Une bonne cinquantaine de cavaliers en armure, leur casque intégral les faisant ressembler à des insectes géants, regardaient les femmes sortir du Portail en murmurant entre eux. Le seul à avoir la tête nue – un grand type à la peau sombre et au nez crochu qui avait posé son casque doré et peint sur ses genoux – semblait stupéfié par ce qu’il voyait.
Il y avait des femmes avec les soldats. Deux d’entre elles portaient une robe grise très ordinaire, n’était un étrange col argenté. Tandis qu’elles regardaient les voyageuses sorties du Portail, deux autres femmes se tenaient derrière elles, assez près pour leur parler à l’oreille.

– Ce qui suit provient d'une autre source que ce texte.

//! Guest module compilation.
//!
//! [`GuestModule`] wraps a compiled Wasmtime [`Module`] with the metadata
//! the bridge needs. Byte validation happens here: malformed images are
//! rejected before instantiation is ever attempted.

use std::hash::{DefaultHasher, Hash, Hasher};

use tracing::debug;
use wasmtime::{Engine, Module};

use wasm_bridge_common::BridgeError;

/// A compiled guest module.
///
/// Thread-safe; the underlying Wasmtime module can be instantiated many
/// times, though the bridge instantiates each attachment exactly once.
#[derive(Clone)]
pub struct GuestModule {
    module: Module,
    content_hash: String,
}

impl GuestModule {
    /// Compile a guest module from raw WebAssembly bytes.
    ///
    /// # Errors
    ///
    /// Returns [`BridgeError::Instantiation`] if the header is invalid or
    /// compilation fails.
    pub fn from_bytes(engine: &Engine, bytes: &[u8]) -> Result<Self, BridgeError> {
        Self::validate_wasm_header(bytes)?;

        let module = Module::new(engine, bytes).map_err(|e| {
            BridgeError::instantiation(format!("Module compilation failed: {e}"))
        })?;

        let content_hash = compute_hash(bytes);
        debug!(content_hash = %content_hash, bytes_len = bytes.len(), "Guest module compiled");

        Ok(Self {
            module,
            content_hash,
        })
    }

    /// Compile a guest module from WAT (WebAssembly Text Format).
    ///
    /// This is primarily for testing purposes.
    ///
    /// # Errors
    ///
    /// Returns [`BridgeError::Instantiation`] if compilation fails.
    pub fn from_wat(engine: &Engine, wat: &str) -> Result<Self, BridgeError> {
        let module = Module::new(engine, wat)
            .map_err(|e| BridgeError::instantiation(format!("WAT compilation failed: {e}")))?;

        Ok(Self {
            content_hash: compute_hash(wat.as_bytes()),
            module,
        })
    }

    /// Get the content hash of the original bytes.
    pub fn content_hash(&self) -> &str {
        &self.content_hash
    }

    /// Get the inner Wasmtime module.
    pub fn as_module(&self) -> &Module {
        &self.module
    }

    /// Validate the WebAssembly header (magic number).
    fn validate_wasm_header(bytes: &[u8]) -> Result<(), BridgeError> {
        if bytes.len() < 8 {
            return Err(BridgeError::instantiation("Invalid Wasm: file too small"));
        }

        // Magic number: \0asm
        if &bytes[0..4] != b"\0asm" {
            return Err(BridgeError::instantiation("Invalid Wasm: bad magic number"));
        }

        Ok(())
    }
}

impl std::fmt::Debug for GuestModule {
    fn fmt(&self, f: &mut std::fmt::Formatter<'_>) -> std::fmt::Result {
        f.debug_struct("GuestModule")
            .field("content_hash", &self.content_hash)
            .finish_non_exhaustive()
    }
}

/// Compute a hash of the given bytes.
fn compute_hash(bytes: &[u8]) -> String {
    let mut hasher = DefaultHasher::new();
    bytes.hash(&mut hasher);
    format!("{:016x}", hasher.finish())
}

#[cfg(test)]
mod tests {
    use super::*;
    use crate::BridgeEngine;

    // Minimal valid Wasm module (empty module)
    const MINIMAL_WASM: &[u8] = &[
        0x00, 0x61, 0x73, 0x6d, // magic: \0asm
        0x01, 0x00, 0x00, 0x00, // version: 1
    ];

    #[test]
    fn test_validate_wasm_header_valid() {
        assert!(GuestModule::validate_wasm_header(MINIMAL_WASM).is_ok());
    }

    #[test]
    fn test_validate_wasm_header_too_small() {
        let result = GuestModule::validate_wasm_header(&[0x00, 0x61]);
        assert!(matches!(result, Err(BridgeError::Instantiation { .. })));
    }

    #[test]
    fn test_validate_wasm_header_bad_magic() {
        let bad = &[0x00, 0x00, 0x00, 0x00, 0x01, 0x00, 0x00, 0x00];
        let result = GuestModule::validate_wasm_header(bad);
        assert!(matches!(result, Err(BridgeError::Instantiation { .. })));
    }

    #[test]
    fn test_module_compilation() {
        let engine = BridgeEngine::new().unwrap();
        let module = GuestModule::from_bytes(engine.inner(), MINIMAL_WASM).unwrap();
        assert!(!module.content_hash().is_empty());
    }

    #[test]
    fn test_wat_compilation() {
        let engine = BridgeEngine::new().unwrap();
        let module = GuestModule::from_wat(engine.inner(), "(module)").unwrap();
        assert_eq!(module.content_hash().len(), 16);
    }

    #[test]
    fn test_compute_hash() {
        assert_eq!(compute_hash(b"hello"), compute_hash(b"hello"));
        assert_ne!(compute_hash(b"hello"), compute_hash(b"world"));
    }
}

Deux autres femmes encore se tenaient à l’écart, hautaines dans leur tenue composée d’une jupe fendue mi-longue et d’un chemisier orné sur le devant de plusieurs éclairs rouges. Un motif qu’on retrouvait sur leur jupe, au-dessus de la fente…

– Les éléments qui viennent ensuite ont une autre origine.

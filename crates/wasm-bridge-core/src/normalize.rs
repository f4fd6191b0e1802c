//! Normalized call results.
//!
//! Every export invocation that crosses the bridge boundary produces a
//! [`CallRecord`]: a record with a `result` field (absent on failure) and an
//! `error` field (present only on failure). The host never receives a raw
//! raised failure from the module side; it receives this record and maps it
//! onto [`BridgeError`] on its own side.
//!
//! The record is serde (de)serializable because it is also the wire shape
//! guest callables hand back through guest memory.

use serde::{Deserialize, Serialize};
use serde_json::Value;

use wasm_bridge_common::BridgeError;

/// The uniform success/failure record produced by every export invocation.
///
/// Exactly one of two states: success (possibly with an empty value) or
/// failure carrying a descriptive message. When both fields are somehow
/// present on the wire, the error wins, matching how the host side checks
/// the record.
#[derive(Debug, Clone, Default, PartialEq, Serialize, Deserialize)]
pub struct CallRecord {
    /// The produced value. Absent on failure, and also absent when the
    /// export succeeded without producing anything.
    #[serde(default, skip_serializing_if = "Option::is_none")]
    pub result: Option<Value>,

    /// The failure message. Present only on failure.
    #[serde(default, skip_serializing_if = "Option::is_none")]
    pub error: Option<String>,
}

impl CallRecord {
    /// A successful record carrying `value`.
    pub fn success(value: Value) -> Self {
        Self {
            result: Some(value),
            error: None,
        }
    }

    /// A successful record with no value.
    pub fn empty() -> Self {
        Self::default()
    }

    /// A failed record carrying `message`.
    pub fn failure(message: impl Into<String>) -> Self {
        Self {
            result: None,
            error: Some(message.into()),
        }
    }

    /// Returns `true` if this record carries a failure.
    pub fn is_failure(&self) -> bool {
        self.error.is_some()
    }

    /// Map this record onto the host-native result type.
    ///
    /// An absent `result` on success becomes JSON null, so a void export
    /// still resolves.
    pub fn into_result(self) -> Result<Value, BridgeError> {
        match self.error {
            Some(message) => Err(BridgeError::Invocation { message }),
            None => Ok(self.result.unwrap_or(Value::Null)),
        }
    }
}

/// Coerce a raw invocation outcome into the normalized record shape.
///
/// This is the wrapper every module-side function registration goes through
/// (see `RegistryWriter::register_fn`), so the registry only ever holds
/// pre-normalized callables.
pub fn normalize<E: std::fmt::Display>(outcome: Result<Value, E>) -> CallRecord {
    match outcome {
        Ok(value) => CallRecord::success(value),
        Err(e) => CallRecord::failure(e.to_string()),
    }
}
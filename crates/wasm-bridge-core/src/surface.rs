//! Dynamic capability surface.
//!
//! [`CapabilitySurface`] is the only host-facing API of the core. Any name,
//! registered or not, yields a deferred invocable [`ExportHandle`];
//! invoking it resolves through the call protocol:
//!
//! 1. If the execution unit has exited, fail immediately with
//!    [`BridgeError::Inactive`], without waiting.
//! 2. Wait for the readiness flag.
//! 3. Look the name up: a plain value resolves as-is (with a warning if
//!    arguments were supplied, reported but not fatal); a callable is
//!    invoked and its normalized record mapped onto the result.
//!
//! Concurrent calls are independent and carry no completion-ordering
//! guarantee.

use std::sync::Arc;
use std::sync::atomic::{AtomicBool, Ordering};
use std::time::Duration;

use serde_json::Value;
use tokio::task::JoinHandle;
use tracing::{debug, warn};

use wasm_bridge_common::BridgeError;

use crate::readiness::wait_ready;
use crate::registry::{Export, Registry};

/// The external-facing object of one bridge attachment.
///
/// Cheap to clone; all clones share the attachment. Dropping the last
/// clone aborts the embedded execution unit.
#[derive(Clone)]
pub struct CapabilitySurface {
    inner: Arc<SurfaceInner>,
}

struct SurfaceInner {
    registry: Arc<Registry>,
    exited: Arc<AtomicBool>,
    unit: JoinHandle<()>,
    bridge_id: String,
    tick: Duration,
}

impl Drop for SurfaceInner {
    fn drop(&mut self) {
        // Nobody can call anymore; release the execution unit.
        self.unit.abort();
    }
}

impl CapabilitySurface {
    pub(crate) fn new(
        registry: Arc<Registry>,
        exited: Arc<AtomicBool>,
        unit: JoinHandle<()>,
        bridge_id: String,
        tick: Duration,
    ) -> Self {
        Self {
            inner: Arc::new(SurfaceInner {
                registry,
                exited,
                unit,
                bridge_id,
                tick,
            }),
        }
    }

    /// Unique identifier of this attachment, for tracing.
    pub fn bridge_id(&self) -> &str {
        &self.inner.bridge_id
    }

    /// Whether the embedded execution unit is still running.
    pub fn is_active(&self) -> bool {
        !self.inner.exited.load(Ordering::Acquire)
    }

    /// A deferred invocable handle for `name`.
    ///
    /// The handle is produced whether or not the name exists yet; existence
    /// is decided at call time, after readiness.
    pub fn export(&self, name: impl Into<String>) -> ExportHandle {
        ExportHandle {
            surface: self.clone(),
            name: name.into(),
        }
    }

    /// Names of every export registered so far, after waiting for
    /// readiness.
    pub async fn exports(&self) -> Result<Vec<String>, BridgeError> {
        if !self.is_active() {
            return Err(BridgeError::Inactive);
        }
        wait_ready(&self.inner.registry, self.inner.tick).await;
        Ok(self.inner.registry.export_names())
    }

    /// Invoke the export named `name` with `args`.
    ///
    /// # Errors
    ///
    /// - [`BridgeError::Inactive`] if the execution unit has exited
    ///   (checked before any waiting).
    /// - [`BridgeError::Invocation`] if the export signals failure through
    ///   its normalized record, or raises unexpectedly.
    pub async fn invoke(&self, name: &str, args: Vec<Value>) -> Result<Value, BridgeError> {
        if !self.is_active() {
            return Err(BridgeError::Inactive);
        }

        wait_ready(&self.inner.registry, self.inner.tick).await;

        match self.inner.registry.get(name) {
            None => {
                debug!(bridge_id = %self.inner.bridge_id, export = name, "Export not registered; resolving null");
                self.warn_on_arguments(name, &args);
                Ok(Value::Null)
            }
            Some(Export::Value(value)) => {
                self.warn_on_arguments(name, &args);
                Ok(value)
            }
            Some(Export::Callable(func)) => {
                // The callable runs on its own task so a raise inside it is
                // caught at the join and never escapes past this call.
                let call = tokio::spawn(async move { func(args).await });
                match call.await {
                    Ok(record) => record.into_result(),
                    Err(join_err) => Err(BridgeError::invocation(join_err.to_string())),
                }
            }
        }
    }

    /// Leniency policy: invoking a non-callable export with arguments is
    /// reported but not fatal, since the dynamic surface cannot know
    /// intended arity ahead of time.
    fn warn_on_arguments(&self, name: &str, args: &[Value]) {
        if !args.is_empty() {
            warn!(
                bridge_id = %self.inner.bridge_id,
                export = name,
                arg_count = args.len(),
                "Export is not callable but was invoked with arguments"
            );
        }
    }
}

impl std::fmt::Debug for CapabilitySurface {
    fn fmt(&self, f: &mut std::fmt::Formatter<'_>) -> std::fmt::Result {
        f.debug_struct("CapabilitySurface")
            .field("bridge_id", &self.inner.bridge_id)
            .field("active", &self.is_active())
            .field("ready", &self.inner.registry.is_ready())
            .finish_non_exhaustive()
    }
}

/// A deferred, invocable handle to one named export.
#[derive(Debug, Clone)]
pub struct ExportHandle {
    surface: CapabilitySurface,
    name: String,
}

impl ExportHandle {
    /// The export name this handle resolves.
    pub fn name(&self) -> &str {
        &self.name
    }

    /// Invoke the export with `args`; see [`CapabilitySurface::invoke`].
    pub async fn call(&self, args: Vec<Value>) -> Result<Value, BridgeError> {
        self.surface.invoke(&self.name, args).await
    }
}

Mais il y avait une septième femme – la plus extravagante de toutes. Assise dans un palanquin soutenu par huit colosses vêtus d’un pantalon noir – mais sans porter de chemise –, l’inconnue avait une moitié du crâne rasée, une abondante crinière noire cascadant dans son dos de l’autre côté. Sa longue tunique couleur crème brodée de motifs floraux et aviaires, sur fond d’ovales bleus, scientifiquement disposée pour révéler la jupe blanche plissée qu’elle portait dessous, elle se caractérisait surtout par des ongles incroyablement longs, le pouce et l’index de chaque main étant vernis en bleu.
— Liandrin Sedai, souffla Egwene, angoissée, qui sont ces gens ?
Comme elle, ses amies semblaient se demander si elles ne devaient pas sauter en selle et fuir au grand galop. Mais Liandrin remit la feuille en place et avança vers le palanquin pendant que le Portail se refermait.
— Haute dame Suroth ? dit-elle.
Moins une vraie question qu’une demande de confirmation…
La femme aux ongles démesurés hocha la tête.
— Et toi, tu es Liandrin…
Dame Suroth avalait tellement ses mots qu’Egwene eut du mal à comprendre une phrase si simple.
— Une Aes Sedai, ajouta Suroth avec une moue dubitative. (Des murmures coururent parmi les cavaliers.) Nous devons en finir vite, Liandrin. Il y a des patrouilles, et si on nous surprenait tu apprécierais aussi peu que moi les attentions des Limiers de Vérité. J’ai l’intention d’être de retour à Falme avant que Turak se soit aperçu de mon absence.